The strengths of the study by Fabian et al. (10) are the yield of cellular specimens from more than 90% of the sample, the effort to minimize intraobserver variance in cytologic evaluation, the relatively high success rate in obtaining molecular marker assessment, and the ongoing attempt to determine clinical follow-up status. The failure to identify an independent predictive value for any of the molecular markers suggests that, although individual markers are relevant to the carcinogenic process, the final common pathway is the development of cytologic abnormalities. To abandon the search for early molecular events and to focus solely on cytologic end points, however, bypass those pieces of the puzzle most likely to improve our basic understanding of breast cancer development and most likely to provide targets for novel chemopreventive agents. Other limitations of this study include the heterogeneity of the women in the study sample, some of whom may have already been exposed to systemic hormonal and/or chemotherapeutic agents, and the absence of information on screening status, an important variable in determining the predictive value of the Gail model.

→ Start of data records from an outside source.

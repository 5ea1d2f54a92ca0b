use std::collections::BTreeMap;

use serde::{Deserialize, Serialize};
use strum::{AsRefStr, EnumIter};

/// Kind of pin board the database pin is read from
#[derive(
    Debug, Clone, Copy, PartialEq, Eq, Serialize, Deserialize, Default, EnumIter, AsRefStr,
)]
#[serde(rename_all = "lowercase")]
#[strum(serialize_all = "lowercase")]
pub enum BoardKind {
    /// Hosted board (Posit Connect style content API)
    #[default]
    Connect,
    /// Local folder board, mainly for development and tests
    Folder,
}

impl std::fmt::Display for BoardKind {
    fn fmt(&self, f: &mut std::fmt::Formatter<'_>) -> std::fmt::Result {
        write!(f, "{}", self.as_ref())
    }
}

impl std::str::FromStr for BoardKind {
    type Err = String;
    fn from_str(s: &str) -> Result<Self, Self::Err> {
        match s.to_lowercase().as_str() {
            "connect" => Ok(Self::Connect),
            "folder" => Ok(Self::Folder),
            _ => Err(format!(
                "Invalid board kind: '{}'. Valid: connect, folder",
                s
            )),
        }
    }
}

/// Static configuration, loaded from TOML at startup
///
/// - server: bind address, port, worker count
/// - pins: pin board and the database pin
/// - lims: Clarity LIMS API used for reagent lots
/// - logging: log level, format and file output
/// - brand: stylesheet branding
/// - deploy: deploy-mode flag and manifest generation
#[derive(Debug, Clone, Serialize, Deserialize, Default)]
pub struct StaticConfig {
    #[serde(default)]
    pub server: ServerConfig,
    #[serde(default)]
    pub pins: PinsConfig,
    #[serde(default)]
    pub lims: LimsConfig,
    #[serde(default)]
    pub logging: LoggingConfig,
    #[serde(default)]
    pub brand: BrandSettings,
    #[serde(default)]
    pub deploy: DeployConfig,
}

/// Legacy credential variables understood besides the `LIMS__` prefix
pub const LEGACY_ENV_VARS: [&str; 5] = [
    "POSIT_API_KEY",
    "POSIT_SERVER_URL",
    "CLARITY_API_URL",
    "CLARITY_API_USERNAME",
    "CLARITY_API_PASSWORD",
];

impl StaticConfig {
    /// Load configuration from the TOML file and environment
    ///
    /// Priority: legacy credential env > `LIMS__` env > config file > defaults
    /// Example: `LIMS__SERVER__PORT=9999`
    pub fn load(path: &str) -> Self {
        use config::{Config, Environment, File};

        let builder = Config::builder()
            .add_source(File::with_name(path).required(false))
            .add_source(
                Environment::with_prefix("LIMS")
                    .separator("__")
                    .try_parsing(true),
            );

        let mut loaded = match builder.build() {
            Ok(settings) => match settings.try_deserialize::<StaticConfig>() {
                Ok(config) => {
                    if std::path::Path::new(path).exists() {
                        eprintln!("[INFO] Configuration loaded from: {}", path);
                    }
                    config
                }
                Err(e) => {
                    eprintln!("[ERROR] Failed to deserialize config: {}", e);
                    Self::default()
                }
            },
            Err(e) => {
                eprintln!("[ERROR] Failed to build config: {}", e);
                Self::default()
            }
        };

        loaded.apply_legacy_env(|key| std::env::var(key).ok());
        loaded
    }

    /// Overlay the credential variables the hosting platform injects.
    ///
    /// Empty values are ignored so an unset secret never clears a value
    /// coming from the config file.
    pub fn apply_legacy_env<F>(&mut self, lookup: F)
    where
        F: Fn(&str) -> Option<String>,
    {
        let get = |key: &str| lookup(key).filter(|v| !v.trim().is_empty());

        if let Some(v) = get("POSIT_API_KEY") {
            self.pins.api_key = Some(v);
        }
        if let Some(v) = get("POSIT_SERVER_URL") {
            self.pins.server_url = Some(v);
        }
        if let Some(v) = get("CLARITY_API_URL") {
            self.lims.api_url = v;
        }
        if let Some(v) = get("CLARITY_API_USERNAME") {
            self.lims.username = v;
        }
        if let Some(v) = get("CLARITY_API_PASSWORD") {
            self.lims.password = v;
        }
    }

    /// Sample TOML configuration
    pub fn generate_sample_config() -> String {
        let sample_config = Self::default();
        toml::to_string_pretty(&sample_config)
            .unwrap_or_else(|e| format!("Error generating sample config: {}", e))
    }

    /// Write the configuration as TOML
    pub fn save_to_file<P: AsRef<std::path::Path>>(
        &self,
        path: P,
    ) -> Result<(), Box<dyn std::error::Error>> {
        let content = toml::to_string_pretty(self)?;

        if let Some(parent) = path.as_ref().parent()
            && !parent.as_os_str().is_empty()
            && !parent.exists()
        {
            std::fs::create_dir_all(parent)?;
        }

        std::fs::write(path, content)?;
        Ok(())
    }
}

/// HTTP server settings
#[derive(Debug, Clone, Serialize, Deserialize)]
pub struct ServerConfig {
    #[serde(default = "default_server_host")]
    pub host: String,
    #[serde(default = "default_server_port")]
    pub port: u16,
    #[serde(default = "default_cpu_count")]
    pub cpu_count: usize,
}

/// Pin board settings
#[derive(Debug, Clone, Serialize, Deserialize)]
pub struct PinsConfig {
    #[serde(default)]
    pub board: BoardKind,
    #[serde(default)]
    pub server_url: Option<String>,
    #[serde(default)]
    pub api_key: Option<String>,
    /// Root directory when `board = "folder"`
    #[serde(default = "default_pins_folder")]
    pub folder: String,
    #[serde(default = "default_db_pin")]
    pub db_pin: String,
    /// Pin a specific version instead of following the latest
    #[serde(default)]
    pub version: Option<String>,
    #[serde(default = "default_cache_dir")]
    pub cache_dir: String,
    #[serde(default = "default_pins_timeout")]
    pub timeout_secs: u64,
}

/// Clarity LIMS settings
#[derive(Debug, Clone, Serialize, Deserialize)]
pub struct LimsConfig {
    #[serde(default = "default_lims_api_url")]
    pub api_url: String,
    /// Base URL of the Clarity web UI, used for work-complete links
    #[serde(default = "default_lims_ui_url")]
    pub ui_url: String,
    #[serde(default)]
    pub username: String,
    #[serde(default)]
    pub password: String,
    /// Last used number per naming key (`prep`, `index_A` ...)
    #[serde(default = "default_sequence_numbers")]
    pub sequence_numbers: BTreeMap<String, u32>,
    #[serde(default = "default_status_cache_secs")]
    pub status_cache_secs: u64,
}

/// Logging settings
#[derive(Debug, Clone, Serialize, Deserialize)]
pub struct LoggingConfig {
    #[serde(default = "default_log_level")]
    pub level: String,
    #[serde(default = "default_log_format")]
    pub format: String,
    #[serde(default = "default_log_file")]
    pub file: Option<String>,
    #[serde(default = "default_max_backups")]
    pub max_backups: u32,
    #[serde(default = "default_enable_rotation")]
    pub enable_rotation: bool,
}

/// Branding settings
#[derive(Debug, Clone, Serialize, Deserialize)]
pub struct BrandSettings {
    #[serde(default = "default_brand_path")]
    pub path: String,
    #[serde(default = "default_app_title")]
    pub title: String,
}

/// Deployment settings consumed by `limsmeta deploy`
#[derive(Debug, Clone, Serialize, Deserialize)]
pub struct DeployConfig {
    #[serde(default = "default_mode_file")]
    pub mode_file: String,
    #[serde(default = "default_appmode")]
    pub appmode: String,
    #[serde(default = "default_entrypoint")]
    pub entrypoint: String,
    #[serde(default = "default_manifest_path")]
    pub manifest_path: String,
    #[serde(default = "default_cargo_lock")]
    pub cargo_lock: String,
    #[serde(default = "default_lock_output")]
    pub lock_output: String,
    /// Files listed with checksums in the manifest
    #[serde(default = "default_manifest_files")]
    pub files: Vec<String>,
    #[serde(default = "default_remote")]
    pub remote: String,
    #[serde(default = "default_commit_message")]
    pub commit_message: String,
}

// ============================================================
// Default value functions for static config
// ============================================================

fn default_server_host() -> String {
    "127.0.0.1".to_string()
}

fn default_server_port() -> u16 {
    8080
}

fn default_cpu_count() -> usize {
    num_cpus::get()
}

fn default_pins_folder() -> String {
    "pins".to_string()
}

fn default_db_pin() -> String {
    "vi2172/clarity_lims_sqlite".to_string()
}

fn default_cache_dir() -> String {
    "cache/pins".to_string()
}

fn default_pins_timeout() -> u64 {
    60
}

fn default_lims_api_url() -> String {
    "https://nvi-test.claritylims.com/api/v2".to_string()
}

fn default_lims_ui_url() -> String {
    "https://nvi-prod.claritylims.com/clarity".to_string()
}

pub fn default_sequence_numbers() -> BTreeMap<String, u32> {
    BTreeMap::from([
        ("prep".to_string(), 28),
        ("index_A".to_string(), 62),
        ("index_B".to_string(), 45),
        ("index_C".to_string(), 38),
        ("index_D".to_string(), 41),
    ])
}

fn default_status_cache_secs() -> u64 {
    60
}

fn default_log_level() -> String {
    "info".to_string()
}

fn default_log_format() -> String {
    "text".to_string()
}

fn default_log_file() -> Option<String> {
    None
}

fn default_max_backups() -> u32 {
    5
}

fn default_enable_rotation() -> bool {
    true
}

fn default_brand_path() -> String {
    "assets/brand.yml".to_string()
}

fn default_app_title() -> String {
    "LIMS Metadata App".to_string()
}

fn default_mode_file() -> String {
    "deploy_mode.txt".to_string()
}

fn default_appmode() -> String {
    "rust-actix".to_string()
}

fn default_entrypoint() -> String {
    "limsmeta".to_string()
}

fn default_manifest_path() -> String {
    "manifest.json".to_string()
}

fn default_cargo_lock() -> String {
    "Cargo.lock".to_string()
}

fn default_lock_output() -> String {
    "dependencies.txt".to_string()
}

fn default_manifest_files() -> Vec<String> {
    vec![
        "Cargo.toml".to_string(),
        "Cargo.lock".to_string(),
        "dependencies.txt".to_string(),
        "assets/styles.css".to_string(),
        "assets/brand.yml".to_string(),
    ]
}

fn default_remote() -> String {
    "origin".to_string()
}

fn default_commit_message() -> String {
    "Update deployment manifest".to_string()
}

// ============================================================
// Default implementations
// ============================================================

impl Default for ServerConfig {
    fn default() -> Self {
        Self {
            host: default_server_host(),
            port: default_server_port(),
            cpu_count: default_cpu_count(),
        }
    }
}

impl Default for PinsConfig {
    fn default() -> Self {
        Self {
            board: BoardKind::default(),
            server_url: None,
            api_key: None,
            folder: default_pins_folder(),
            db_pin: default_db_pin(),
            version: None,
            cache_dir: default_cache_dir(),
            timeout_secs: default_pins_timeout(),
        }
    }
}

impl Default for LimsConfig {
    fn default() -> Self {
        Self {
            api_url: default_lims_api_url(),
            ui_url: default_lims_ui_url(),
            username: String::new(),
            password: String::new(),
            sequence_numbers: default_sequence_numbers(),
            status_cache_secs: default_status_cache_secs(),
        }
    }
}

impl Default for LoggingConfig {
    fn default() -> Self {
        Self {
            level: default_log_level(),
            format: default_log_format(),
            file: default_log_file(),
            max_backups: default_max_backups(),
            enable_rotation: default_enable_rotation(),
        }
    }
}

impl Default for BrandSettings {
    fn default() -> Self {
        Self {
            path: default_brand_path(),
            title: default_app_title(),
        }
    }
}

impl Default for DeployConfig {
    fn default() -> Self {
        Self {
            mode_file: default_mode_file(),
            appmode: default_appmode(),
            entrypoint: default_entrypoint(),
            manifest_path: default_manifest_path(),
            cargo_lock: default_cargo_lock(),
            lock_output: default_lock_output(),
            files: default_manifest_files(),
            remote: default_remote(),
            commit_message: default_commit_message(),
        }
    }
}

Are we ready, therefore, to adopt random periareolar fine-needle aspiration as the technology of choice for determining breast cancer risk and for monitoring response to preventive interventions? The surgical practice of mirror image random biopsies in the setting of lobular carcinoma in situ has been largely abandoned for lack of clinical usefulness. The similar concept of random periareolar fine-needle aspiration assumes that early premalignant changes in breast epithelium constitute a "field" effect, although many would argue for a process where changes are confined to a genetically altered "clone" of cells, in which case the proposed approach would lack sensitivity. As Fabian et al. (10) correctly point out, to be broadly applicable as a surrogate end point biomarker, cytologic evaluation must first be quantitated and standardized, and efforts are already under way to accomplish this. However, the question of how to manage women who exhibit suspicious cytologic changes must also be addressed and a standard clinical strategy must be developed. The authors raise caution in applying the approach beyond a young, high-risk population, thus eliminating the majority of women at risk for breast cancer. Despite these limitations, the current study provides evidence that, in the hands of experienced investigators, this may be a valuable technique in the setting of clinical chemopreventive trials for breast cancer. A direct comparison of this approach to the less invasive method of using nipple aspirate fluid to quantify their respective advantages is certainly appropriate. Perhaps more important is the need to continue to search in the context of these studies for biologically important molecular markers to fully characterize each stage of breast carcinogenesis and to provide early targets for preventive intervention.